After 9/11, Hohimer spent considerable time at a National Laboratory working on large graph analytics with a view to studying the motivations and intentions of terrorists and other bad actors. The challenge was how to represent and reason about insights derived from the “soft sciences” like sociology and psychology. That study led naturally to investigation into and understanding of user behavior in other environments, and especially in cyberspace. Darklight’s technology emerged from that work.
“We had a group that looked into the national labs for breakthrough technologies, and whether that underlying technology could be used in the commercial sector, and sold back into the government, Shearer said. “Ryan had invented an incredible tool with his team that didn't seem to have a commercial application, but we saw that it was patented. It was unique in that no one else had applied this advanced AI reasoning in the areas they did. Where you have either a massive amount of information or not enough information, and you have a scarcity of experts to make sense of it and turn it into something actionable.” This kind of capability can be applied in many fields.
There are a million cyber analyst jobs open. This inevitably means not only a shortage of labor, but it also means that there’s considerable churn within that constrained labor pool. It typically takes eighteen months for an analyst to learn the context of the enterprise they’re protecting. “That's tribal knowledge.” Darklight captures that knowledge without requiring analysts to write lots of code. An analyst’s tribal knowledge, preserved in Darklight, becomes another asset of the company. If an analyst leaves, the company retains his knowledge. “The knowledge that needs to come forward is the domain expertise of human analysts,” they said. “Knowing network traffic, packets, protocols, the bad guys--if they know these, and their business processes, anomalous behavior stands out like a sore thumb. We capture that expertise. An AI tightly coupled to the real intelligence of those cyber security analysts is what we bring to the table.”

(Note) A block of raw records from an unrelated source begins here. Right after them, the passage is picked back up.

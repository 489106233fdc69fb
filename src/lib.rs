pub mod cluster;
#[cfg(feature = "cli")]
pub mod cli;
pub mod compress;
pub mod config;
pub mod derive;
pub mod error;
pub mod ir;
pub mod layout;
pub mod layout_dump;
pub mod network;
pub mod render;
pub mod theme;

#[cfg(feature = "cli")]
pub use cli::run;
pub use config::Config;
pub use error::Diagnostic;
pub use ir::{Graph, GraphInput, TypeTag};
pub use network::{Command, Network};
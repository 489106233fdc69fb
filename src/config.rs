use crate::ir::TypeTag;
use crate::theme::Theme;
use serde::{Deserialize, Serialize};
use std::collections::{BTreeMap, BTreeSet};
use std::path::Path;

/// Upper bound for every user-tunable force weight.
pub const MAX_FORCE_WEIGHT: f32 = 0.9;

/// Weights of the three custom layout forces, each in `[0, MAX_FORCE_WEIGHT]`.
#[derive(Debug, Clone, Copy, PartialEq, Serialize, Deserialize)]
pub struct ForceWeights {
    /// Pull of entities toward their type's home slot (alpha).
    pub cluster_gravity: f32,
    /// Pull of edge-label nodes toward their hotspot (beta).
    pub edge_straightness: f32,
    /// Pull of entities toward the centroid of their edge-label nodes.
    pub edge_shortness: f32,
}

impl ForceWeights {
    pub fn clamped(self) -> Self {
        Self {
            cluster_gravity: clamp_weight(self.cluster_gravity),
            edge_straightness: clamp_weight(self.edge_straightness),
            edge_shortness: clamp_weight(self.edge_shortness),
        }
    }
}

impl Default for ForceWeights {
    fn default() -> Self {
        Self {
            cluster_gravity: 0.3,
            edge_straightness: 0.6,
            edge_shortness: 0.1,
        }
    }
}

fn clamp_weight(value: f32) -> f32 {
    if value.is_finite() {
        value.clamp(0.0, MAX_FORCE_WEIGHT)
    } else {
        0.0
    }
}

#[derive(Debug, Clone, Serialize, Deserialize)]
pub struct LayoutConfig {
    /// Viewport size; the origin is the viewport center.
    pub width: f32,
    pub height: f32,
    pub forces: ForceWeights,
    pub collision_strength: f32,
    /// Fraction of velocity removed every tick.
    pub velocity_decay: f32,
    /// 1.0 recenters fully every tick, 0.0 disables the center force.
    pub center_strength: f32,
    /// Distance between neighbouring hotspots of parallel edges.
    pub hotspot_gap: f32,
    /// Home ring radius is `min(width, height) / home_ring_divisor`.
    pub home_ring_divisor: f32,
    /// Below this per-tick displacement a node counts as settled.
    pub settle_epsilon: f32,
}

impl Default for LayoutConfig {
    fn default() -> Self {
        Self {
            width: 1200.0,
            height: 800.0,
            forces: ForceWeights::default(),
            collision_strength: 1.0,
            velocity_decay: 0.4,
            center_strength: 1.0,
            hotspot_gap: 50.0,
            home_ring_divisor: 3.5,
            settle_epsilon: 0.01,
        }
    }
}

impl LayoutConfig {
    pub fn home_ring_radius(&self) -> f32 {
        let radius = self.width.min(self.height).max(0.0) / self.home_ring_divisor.max(1.0);
        if radius.is_finite() { radius } else { 0.0 }
    }
}

/// Radius policy for rendered nodes.
///
/// Entity radius is `(type_scale + min_node_weight + degree / degree_per_weight) * min_radius`,
/// capped at `max_radius`. The outer radius adds `controls_margin`.
#[derive(Debug, Clone, Serialize, Deserialize)]
pub struct NodeSizing {
    pub min_radius: f32,
    pub max_radius: f32,
    pub min_node_weight: f32,
    pub degree_per_weight: f32,
    pub controls_margin: f32,
    pub edge_label_radius: f32,
    /// Per-type size factor; types not listed use `1.0`.
    pub type_scale: BTreeMap<TypeTag, f32>,
}

impl Default for NodeSizing {
    fn default() -> Self {
        Self {
            min_radius: 25.0,
            max_radius: 100.0,
            min_node_weight: 0.5,
            degree_per_weight: 3.0,
            controls_margin: 6.0,
            edge_label_radius: 14.0,
            type_scale: BTreeMap::new(),
        }
    }
}

impl NodeSizing {
    /// Returns `(radius, outer_radius)` for an entity.
    pub fn entity_radii(&self, type_tag: &TypeTag, degree: usize) -> (f32, f32) {
        let scale = self.type_scale.get(type_tag).copied().unwrap_or(1.0);
        let weight = self.min_node_weight + degree as f32 / self.degree_per_weight.max(1.0);
        self.finish((scale + weight) * self.min_radius)
    }

    /// Returns `(radius, outer_radius)` for a cluster holding `members` nodes.
    pub fn cluster_radii(&self, members: usize) -> (f32, f32) {
        let weight = 3.0 * self.min_node_weight
            + (members as f32).sqrt() / self.degree_per_weight.max(1.0);
        self.finish(weight * self.min_radius)
    }

    pub fn edge_label_radii(&self) -> (f32, f32) {
        let radius = self.edge_label_radius.max(0.0);
        (radius, radius)
    }

    fn finish(&self, radius: f32) -> (f32, f32) {
        let radius = radius.clamp(0.0, self.max_radius.max(0.0));
        (radius, radius + self.controls_margin.max(0.0))
    }
}

#[derive(Debug, Clone, Default, Serialize, Deserialize)]
pub struct CompressionConfig {
    /// Number of elements to render; `None` renders everything (`C_max`).
    pub budget: Option<usize>,
    /// Type tags from most to least important. Empty disables class scoring.
    pub class_priority: Vec<TypeTag>,
}

/// Pre-filter applied to the base graph before scoring.
#[derive(Debug, Clone, Default, PartialEq, Eq, Serialize, Deserialize)]
pub struct VisibilityConfig {
    pub hidden_types: BTreeSet<TypeTag>,
    pub hidden_relations: BTreeSet<String>,
}

impl VisibilityConfig {
    pub fn type_visible(&self, type_tag: &TypeTag) -> bool {
        !self.hidden_types.contains(type_tag)
    }

    pub fn relation_visible(&self, relation_tag: &str) -> bool {
        !self.hidden_relations.contains(relation_tag)
    }
}

#[derive(Debug, Clone, Serialize, Deserialize)]
pub struct RenderConfig {
    pub width: f32,
    pub height: f32,
    pub background: String,
}

impl Default for RenderConfig {
    fn default() -> Self {
        Self {
            width: 1200.0,
            height: 800.0,
            background: "#FFFFFF".to_string(),
        }
    }
}

#[derive(Debug, Clone)]
pub struct Config {
    pub theme: Theme,
    pub layout: LayoutConfig,
    pub nodes: NodeSizing,
    pub compression: CompressionConfig,
    pub visibility: VisibilityConfig,
    pub render: RenderConfig,
}

impl Default for Config {
    fn default() -> Self {
        let theme = Theme::modern();
        let render = RenderConfig {
            background: theme.background.clone(),
            ..Default::default()
        };
        Self {
            theme,
            layout: LayoutConfig::default(),
            nodes: NodeSizing::default(),
            compression: CompressionConfig::default(),
            visibility: VisibilityConfig::default(),
            render,
        }
    }
}

#[derive(Debug, Default, Deserialize)]
#[serde(rename_all = "camelCase")]
struct ConfigFile {
    theme: Option<String>,
    font_family: Option<String>,
    font_size: Option<f32>,
    width: Option<f32>,
    height: Option<f32>,
    forces: Option<ForcesFile>,
    layout: Option<LayoutFile>,
    nodes: Option<NodesFile>,
    compression: Option<CompressionFile>,
    visibility: Option<VisibilityFile>,
}

#[derive(Debug, Deserialize)]
#[serde(rename_all = "camelCase")]
struct ForcesFile {
    cluster_gravity: Option<f32>,
    edge_straightness: Option<f32>,
    edge_shortness: Option<f32>,
}

#[derive(Debug, Deserialize)]
#[serde(rename_all = "camelCase")]
struct LayoutFile {
    collision_strength: Option<f32>,
    velocity_decay: Option<f32>,
    center_strength: Option<f32>,
    hotspot_gap: Option<f32>,
    home_ring_divisor: Option<f32>,
    settle_epsilon: Option<f32>,
}

#[derive(Debug, Deserialize)]
#[serde(rename_all = "camelCase")]
struct NodesFile {
    min_radius: Option<f32>,
    max_radius: Option<f32>,
    min_node_weight: Option<f32>,
    degree_per_weight: Option<f32>,
    controls_margin: Option<f32>,
    edge_label_radius: Option<f32>,
    type_scale: Option<BTreeMap<String, f32>>,
}

#[derive(Debug, Deserialize)]
#[serde(rename_all = "camelCase")]
struct CompressionFile {
    budget: Option<usize>,
    class_priority: Option<Vec<String>>,
}

#[derive(Debug, Deserialize)]
#[serde(rename_all = "camelCase")]
struct VisibilityFile {
    hidden_types: Option<Vec<String>>,
    hidden_relations: Option<Vec<String>>,
}

/// Loads a configuration file (JSON or JSON5, camelCase keys) over the defaults.
pub fn load_config(path: Option<&Path>) -> anyhow::Result<Config> {
    let Some(path) = path else {
        return Ok(Config::default());
    };
    let contents = std::fs::read_to_string(path)?;
    parse_config(&contents)
}

/// `value` when it is finite and accepted by `valid`, otherwise a warning and
/// `None` so the default stays in place.
fn checked(key: &str, value: f32, valid: impl Fn(f32) -> bool) -> Option<f32> {
    if value.is_finite() && valid(value) {
        Some(value)
    } else {
        log::warn!("ignoring {key} = {value}, keeping the default");
        None
    }
}

fn positive(value: f32) -> bool {
    value > 0.0
}

fn any(_: f32) -> bool {
    true
}

pub fn parse_config(contents: &str) -> anyhow::Result<Config> {
    let parsed: ConfigFile = json5::from_str(contents)?;
    let mut config = Config::default();

    if let Some(theme_name) = parsed.theme.as_deref() {
        if theme_name == "modern" {
            config.theme = Theme::modern();
        } else if theme_name == "classic" || theme_name == "default" {
            config.theme = Theme::classic();
        } else {
            log::warn!("unknown theme {theme_name}, keeping the default");
        }
    }
    if let Some(v) = parsed.font_family {
        config.theme.font_family = v;
    }
    if let Some(v) = parsed.font_size.and_then(|v| checked("fontSize", v, positive)) {
        config.theme.font_size = v;
    }
    if let Some(v) = parsed.width.and_then(|v| checked("width", v, positive)) {
        config.layout.width = v;
        config.render.width = v;
    }
    if let Some(v) = parsed.height.and_then(|v| checked("height", v, positive)) {
        config.layout.height = v;
        config.render.height = v;
    }

    if let Some(forces) = parsed.forces {
        if let Some(v) = forces.cluster_gravity {
            config.layout.forces.cluster_gravity = v;
        }
        if let Some(v) = forces.edge_straightness {
            config.layout.forces.edge_straightness = v;
        }
        if let Some(v) = forces.edge_shortness {
            config.layout.forces.edge_shortness = v;
        }
    }
    config.layout.forces = config.layout.forces.clamped();

    if let Some(layout) = parsed.layout {
        if let Some(v) = layout
            .collision_strength
            .and_then(|v| checked("collisionStrength", v, any))
        {
            config.layout.collision_strength = v.max(0.0);
        }
        if let Some(v) = layout.velocity_decay.and_then(|v| checked("velocityDecay", v, any)) {
            config.layout.velocity_decay = v.clamp(0.0, 1.0);
        }
        if let Some(v) = layout.center_strength.and_then(|v| checked("centerStrength", v, any)) {
            config.layout.center_strength = v.clamp(0.0, 1.0);
        }
        if let Some(v) = layout.hotspot_gap.and_then(|v| checked("hotspotGap", v, any)) {
            config.layout.hotspot_gap = v.max(0.0);
        }
        if let Some(v) = layout
            .home_ring_divisor
            .and_then(|v| checked("homeRingDivisor", v, positive))
        {
            config.layout.home_ring_divisor = v;
        }
        if let Some(v) = layout
            .settle_epsilon
            .and_then(|v| checked("settleEpsilon", v, |v| v >= 0.0))
        {
            config.layout.settle_epsilon = v;
        }
    }

    if let Some(nodes) = parsed.nodes {
        if let Some(v) = nodes.min_radius.and_then(|v| checked("minRadius", v, positive)) {
            config.nodes.min_radius = v;
        }
        if let Some(v) = nodes.max_radius.and_then(|v| checked("maxRadius", v, positive)) {
            config.nodes.max_radius = v;
        }
        if let Some(v) = nodes.min_node_weight.and_then(|v| checked("minNodeWeight", v, any)) {
            config.nodes.min_node_weight = v;
        }
        if let Some(v) = nodes
            .degree_per_weight
            .and_then(|v| checked("degreePerWeight", v, positive))
        {
            config.nodes.degree_per_weight = v;
        }
        if let Some(v) = nodes
            .controls_margin
            .and_then(|v| checked("controlsMargin", v, |v| v >= 0.0))
        {
            config.nodes.controls_margin = v;
        }
        if let Some(v) = nodes
            .edge_label_radius
            .and_then(|v| checked("edgeLabelRadius", v, positive))
        {
            config.nodes.edge_label_radius = v;
        }
        if let Some(scales) = nodes.type_scale {
            config.nodes.type_scale = scales
                .into_iter()
                .filter_map(|(tag, scale)| {
                    let scale = checked(&format!("typeScale.{tag}"), scale, any)?;
                    Some((TypeTag::new(tag), scale))
                })
                .collect();
        }
    }

    if let Some(compression) = parsed.compression {
        if compression.budget.is_some() {
            config.compression.budget = compression.budget;
        }
        if let Some(order) = compression.class_priority {
            config.compression.class_priority = order.into_iter().map(TypeTag::new).collect();
        }
    }

    if let Some(visibility) = parsed.visibility {
        if let Some(types) = visibility.hidden_types {
            config.visibility.hidden_types = types.into_iter().map(TypeTag::new).collect();
        }
        if let Some(relations) = visibility.hidden_relations {
            config.visibility.hidden_relations = relations.into_iter().collect();
        }
    }

    config.render.background = config.theme.background.clone();

    Ok(config)
}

The underlying system was architected primarily as a sharing method. “Analysts would rather do higher level thinking. A good analyst is a highly creative problem solver.” Problems divide into ones for which an answer can be programmed, and one for which an answer cannot. There may be no one right answer, they noted, and they stressed that Darklight doesn’t force one. Its goal is to serve as a virtual analyst that enables highly skilled analysts to do a better job, concentrating on becoming creative problem solvers.
Darklight’s technology was enabled by the semantic web movement. It can pull in content, theory, and logic from thought leaders as well as giving them an operational and computational form to do it. A typical security operations center (SOC) might have between two and ten analysts. They probably need five hundred, but that’s an impossibility given the realities of the labor market. Darklight thus enables one analyst to do the work of perhaps twenty.
This is one company’s experience in adapting technology in a way that reduces the fatal dependence on scarce expert labor.